So, prime editing begins when the pegRNA finds and binds to the target sequence; this is followed by the Cas-9 protein, and its active site binds to and cuts the DNA strand. The reverse transcriptase that is fused with the Cas-9 protein then reads the RNA sequence on the edited region of the pegRNA and reverse transcribes it to the corresponding nucleotides that are in the intended sequence. This correct sequence is now appended to the DNA where it had originally been nicked.

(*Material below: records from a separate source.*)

//! Report command - prints the dashboard aggregates.

use anyhow::{Context, Result};
use tally::{DashboardSnapshot, RecordStore, YearCursor};

use crate::style::{
    self, colors::SemanticStyle, print_hint, print_labeled, print_spacer, print_warn,
};

pub fn run(project: &str, year: Option<i32>, json: bool) -> Result<()> {
    let config = super::load_config(project)?;
    let window = config.window()?;

    let year = year.unwrap_or_else(|| config.dashboard_year());
    let cursor = YearCursor::at(window, year).with_context(|| {
        format!(
            "Year {year} is outside the configured window {}..={}",
            window.start_year(),
            window.end_year()
        )
    })?;

    let store = super::open_store(&config)?;
    let records = store.fetch_all().context("Failed to read records")?;
    let snapshot = DashboardSnapshot::build(&records, &config.quota_table(), cursor.year());

    if json {
        let rendered =
            serde_json::to_string_pretty(&snapshot).context("Failed to serialize snapshot")?;
        println!("{rendered}");
        return Ok(());
    }

    print_snapshot(&snapshot, cursor);
    Ok(())
}

/// Prints every chart in `snapshot` as a table.
pub fn print_snapshot(snapshot: &DashboardSnapshot, cursor: YearCursor) {
    print_spacer();
    print_labeled("Total records", &snapshot.total_records.to_string());
    print_labeled("Active records", &snapshot.active_records.to_string());
    print_labeled("Departments", &snapshot.department_count.to_string());

    if snapshot.total_records == 0 {
        print_spacer();
        print_warn("No records yet.");
        print_hint("Generate some with `tally run` or `tally generate`.");
        return;
    }

    print_spacer();
    println!("{}", "Registration Growth".header());
    println!("{}", style::growth_table(&snapshot.registrations_by_year));

    print_spacer();
    println!("{}", "Department Distribution".header());
    println!("{}", style::distribution_table(&snapshot.department_distribution));

    print_spacer();
    println!("{}", cursor.label().header());
    println!("{}", style::trend_table(&snapshot.monthly_trend));

    let (mut previous, mut next) = (cursor, cursor);
    let mut nav = Vec::new();
    if previous.previous() {
        nav.push(format!("--year {} for the previous year", previous.year()));
    }
    if next.next() {
        nav.push(format!("--year {} for the next year", next.year()));
    }
    if !nav.is_empty() {
        print_hint(&nav.join(", "));
    }

    print_spacer();
    println!("{}", "Target Achievement".header());
    println!("{}", style::target_table(&snapshot.target_achievement));
    if snapshot.all_targets_met() {
        println!("{}", "Every department target is met.".success());
    }
}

However, a new problem arises. Because DNA is double-stranded with both strands complementary to each other, the new DNA sequence creates a mismatch in the target site with one edited stranded and one unedited (mutated) strand. Naturally, mismatches are fixed by the cell’s automatic repair system, but the cell’s repair apparatus does not know which strand to repair.
It is now that the Cas-9 protein is guided by the pegRNA to make a small nick on the unedited strand, which prompts the cell into thinking that the unedited strand is the one that is wrong. (If a strand is cut, it probably means that there is a problem with it.) Finally, the cell will innately use the edited strand as a template to code for the intended edited complementary sequence, and prime editing is now complete!
I know that was quite a lot of information to take in, so I hope this chart can break down and highlight the differences between prime editing and CRISPR.
Understanding the hype!
What does all this hold for the future? One by one, scientists and health experts hope to be able to use this prime editing technique to fix disorders caused by mutations that CRISPR can not, such as mutations in the nervous and cardiovascular system. Its versatility and precision also allows for the exact DNA changes that some disorders like progeria and muscular dystrophy call for. With this novel innovation, we now have greater flexibility in basic research and therapeutic applications; buzz is generating throughout the scientific community as well.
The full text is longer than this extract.